The A.V. Club writer Leonard Pierce said the episode included great lines, strong personality-driven comedy and good character moments, specially Tom's emotional reaction to his painting. Pierce said the Andy and Ron subplot was "so well played that it threatens to usurp the mural storyline". Sandra Gonzalez particularly praised the "murinal" jokes about Jerry's mural, as well as Ron's claim that he ran a sheet metal factory when he was nine, and that "Child labor laws are ruining this country." Time magazine television critic James Poniewozik said make jokes connected in "The Camel", including the Andy shoeshine plot and the "unexpectedly glamorous" sewage department. But he particularly praised the character development in the main plot, in which "each in their own way sticks to the purity of their uniquely screwy ideas". Brad Sanders of the Indiana Daily Student praised the entire cast, particularly Offerman and Pratt, who he said provide the show's two best characters. Sanders said the fact that the episode included a "hilarious subplot" involving both of them "was more evidence that the writers have been listening to the fans".

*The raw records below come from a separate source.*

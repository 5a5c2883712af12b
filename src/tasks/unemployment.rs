use std::collections::BTreeSet;
use std::fmt;
use std::path::PathBuf;

use anyhow::Result;

use crate::chart::{LineChart, render_line_chart};
use crate::color::{ColorMap, generate_palette};
use crate::config::UnemploymentConfig;
use crate::data::filter::group_indices;
use crate::data::loader::load_file;
use crate::data::model::Value;
use crate::error::DataError;
use crate::output::{prepare_dir, write_series_csv, write_table_csv, write_wide_series_csv};
use crate::preprocess::rates::{PreparedRates, RateColumns, prepare};
use crate::preprocess::resample::{TimeSeries, resample};

pub const PREPROCESSED_FILE: &str = "preprocessed_input.csv";

#[derive(Debug)]
pub struct UnemploymentSummary {
    pub rate_column: String,
    pub region_column: Option<String>,
    pub buckets: usize,
    pub observed: usize,
    pub regions: usize,
    pub outputs: Vec<PathBuf>,
}

impl fmt::Display for UnemploymentSummary {
    fn fmt(&self, f: &mut fmt::Formatter<'_>) -> fmt::Result {
        writeln!(
            f,
            "unemployment: '{}' over {} buckets ({} with data)",
            self.rate_column, self.buckets, self.observed
        )?;
        if let Some(region) = &self.region_column {
            writeln!(f, "  {} series by '{region}'", self.regions)?;
        }
        super::list_outputs(f, &self.outputs)
    }
}

/// One resampled series per non-null value of the region column.
fn regional_series(
    prepared: &PreparedRates,
    region_column: &str,
    cfg: &UnemploymentConfig,
) -> Result<Vec<(Value, TimeSeries)>, DataError> {
    let groups = group_indices(&prepared.table, region_column)?;
    let mut out = Vec::with_capacity(groups.len());
    for (region, rows) in groups {
        let points = prepared.monthly_points(Some(rows.as_slice()))?;
        let series = resample(&points, cfg.frequency, cfg.aggregation);
        if series.is_empty() {
            log::debug!("Region {region} has no dated rates");
            continue;
        }
        out.push((region, series));
    }
    Ok(out)
}

/// Clean the rates, aggregate them per period overall and per region, and
/// chart both.
pub fn run(cfg: &UnemploymentConfig) -> Result<UnemploymentSummary> {
    let table = load_file(&cfg.input)?;

    let columns = RateColumns {
        date: cfg.date_column.clone(),
        rate: cfg.rate_column.clone(),
        year: cfg.year_column.clone(),
        month: cfg.month_column.clone(),
        region: cfg.region_column.clone(),
    };
    let prepared = prepare(table, &columns)?;
    let rate_column = prepared
        .clean_column
        .strip_suffix("_clean")
        .unwrap_or(&prepared.clean_column)
        .to_string();

    let points = prepared.monthly_points(None)?;
    if points.is_empty() {
        return Err(DataError::EmptyDataset { stage: "cleaning rates" }.into());
    }
    let overall = resample(&points, cfg.frequency, cfg.aggregation);
    log::info!(
        "{} {} buckets from {} observations",
        overall.len(),
        cfg.frequency.label(),
        points.len()
    );

    let regional = match &prepared.region_column {
        Some(column) => regional_series(&prepared, column, cfg)?,
        None => Vec::new(),
    };

    let label = cfg.frequency.label();
    prepare_dir(&cfg.outdir)?;
    let mut outputs = Vec::new();

    let path = cfg.outdir.join(PREPROCESSED_FILE);
    write_table_csv(&path, &prepared.table)?;
    outputs.push(path);

    let path = cfg.outdir.join(format!("{label}_timeseries.csv"));
    write_series_csv(&path, &overall, "rate")?;
    outputs.push(path);

    let path = cfg.outdir.join(format!("{label}_timeseries.png"));
    let colour = generate_palette(1)[0];
    let chart = LineChart::new()
        .with_title(format!("{} Unemployment Rate (aggregated)", cfg.frequency.title()))
        .with_axis_labels("Date", "Unemployment rate")
        .with_series("rate", colour, &overall);
    render_line_chart(&path, &chart)?;
    outputs.push(path);

    if let (Some(column), false) = (&prepared.region_column, regional.is_empty()) {
        let regions: BTreeSet<Value> = regional.iter().map(|(r, _)| r.clone()).collect();
        let colours = ColorMap::new(column, &regions);
        for (name, hex) in colours.legend_entries() {
            log::info!("  {column} {name}: {hex}");
        }

        let named: Vec<(String, &TimeSeries)> =
            regional.iter().map(|(r, s)| (r.to_string(), s)).collect();
        let path = cfg.outdir.join(format!("{label}_by_region.csv"));
        write_wide_series_csv(&path, &named)?;
        outputs.push(path);

        let chart = LineChart::new()
            .with_title(format!("{} Unemployment Rate by {column}", cfg.frequency.title()))
            .with_axis_labels("Date", "Unemployment rate")
            .with_legend();
        let chart = regional.iter().fold(chart, |chart, (region, series)| {
            chart.with_series(region.to_string(), colours.color_for(region), series)
        });
        let path = cfg.outdir.join(format!("{label}_by_region.png"));
        render_line_chart(&path, &chart)?;
        outputs.push(path);
    }

    Ok(UnemploymentSummary {
        rate_column,
        region_column: prepared.region_column.clone(),
        buckets: overall.len(),
        observed: overall.observed(),
        regions: regional.len(),
        outputs,
    })
}

#[cfg(test)]
mod tests {
    use super::*;
    use crate::preprocess::resample::Frequency;
    use crate::tasks::fixtures::{dir_listing, write_unemployment};

    fn config(dir: &std::path::Path) -> UnemploymentConfig {
        UnemploymentConfig {
            input: write_unemployment(dir),
            outdir: dir.join("out"),
            ..UnemploymentConfig::default()
        }
    }

    #[test]
    fn writes_overall_and_regional_series() {
        let dir = tempfile::tempdir().unwrap();
        let cfg = config(dir.path());
        let summary = run(&cfg).unwrap();

        assert_eq!(summary.rate_column, "Estimated Unemployment Rate (%)");
        assert_eq!(summary.region_column.as_deref(), Some("Region"));
        assert_eq!(summary.regions, 2);
        // January to May with nothing in April
        assert_eq!((summary.buckets, summary.observed), (5, 4));

        let monthly = std::fs::read_to_string(cfg.outdir.join("monthly_timeseries.csv")).unwrap();
        let lines: Vec<&str> = monthly.lines().collect();
        assert_eq!(
            lines,
            vec![
                "date,rate",
                "2020-01-01,7",
                "2020-02-01,8",
                "2020-03-01,9",
                "2020-04-01,",
                "2020-05-01,10",
            ]
        );

        let by_region = std::fs::read_to_string(cfg.outdir.join("monthly_by_region.csv")).unwrap();
        assert!(by_region.starts_with("date,Assam,Bihar\n2020-01-01,4,10\n"));

        let preprocessed = std::fs::read_to_string(cfg.outdir.join(PREPROCESSED_FILE)).unwrap();
        let header = preprocessed.lines().next().unwrap();
        assert!(header.ends_with("Year,Month,Estimated Unemployment Rate (%)_clean"));
        assert!(preprocessed.contains("2020-02-29"));
        assert_eq!(preprocessed.lines().count(), 1 + 9);

        let png = std::fs::read(cfg.outdir.join("monthly_by_region.png")).unwrap();
        assert_eq!(&png[1..4], b"PNG");

        let chart = image::open(cfg.outdir.join("monthly_timeseries.png")).unwrap().to_rgb8();
        let dark = |p: &image::Rgb<u8>| p.0.iter().all(|&c| c < 100);
        // the title sits in the band above the plot area
        assert!((14..29).any(|y| (0..chart.width()).any(|x| dark(chart.get_pixel(x, y)))));
    }

    #[test]
    fn rerun_keeps_the_same_files() {
        let dir = tempfile::tempdir().unwrap();
        let cfg = config(dir.path());
        run(&cfg).unwrap();
        let first = dir_listing(&cfg.outdir);
        run(&cfg).unwrap();
        assert_eq!(dir_listing(&cfg.outdir), first);
        assert_eq!(
            first,
            vec![
                "monthly_by_region.csv",
                "monthly_by_region.png",
                "monthly_timeseries.csv",
                "monthly_timeseries.png",
                PREPROCESSED_FILE,
            ]
        );
    }

    #[test]
    fn quarterly_without_regions() {
        let dir = tempfile::tempdir().unwrap();
        let path = dir.path().join("plain.csv");
        std::fs::write(&path, "Date,Rate\n15-01-2021,3.5%\n15-02-2021,4.5%\n15-07-2021,6\n").unwrap();
        let cfg = UnemploymentConfig {
            input: path,
            outdir: dir.path().join("out"),
            frequency: Frequency::Quarterly,
            ..UnemploymentConfig::default()
        };
        let summary = run(&cfg).unwrap();
        assert_eq!(summary.region_column, None);
        assert_eq!((summary.buckets, summary.observed), (3, 2));
        assert_eq!(
            dir_listing(&cfg.outdir),
            vec![PREPROCESSED_FILE, "quarterly_timeseries.csv", "quarterly_timeseries.png"]
        );
    }

    #[test]
    fn missing_input_writes_nothing() {
        let dir = tempfile::tempdir().unwrap();
        let cfg = UnemploymentConfig {
            input: dir.path().join("absent.csv"),
            outdir: dir.path().join("out"),
            ..UnemploymentConfig::default()
        };
        assert!(run(&cfg).is_err());
        assert!(!cfg.outdir.exists());
    }
}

GQ writer Dan Fierman said Parks and Recreation appeared to be "approaching early Simpsons-levels in its absurdity and comic pacing". He suggested this could be due to the use of Mike Scully, a veteran comic writer with the animated series, as a consulting producer on Parks and Recreation. In an article reflecting on the Parks and Recreation second season, which became critically acclaimed following poor season one reviews, Slate magazine writer Jonah Weiner said the plot of "The Camel" "can be read as something of a Season 2 mission statement". Weiner compared Leslie's decision to submit the quirky collage rather than the safer bet as reflective of the Parks and Recreation writing staff's apparent decision "to ride their zaniest whims rather than tamp them down for something more readily recognizable as a hit sitcom".

==DVD release==
"The Camel", along with the other 23 second season episodes of Parks and Recreation, was released on a four-disc DVD set in the United States on November 30, 2010. The DVD included deleted scenes for each episode.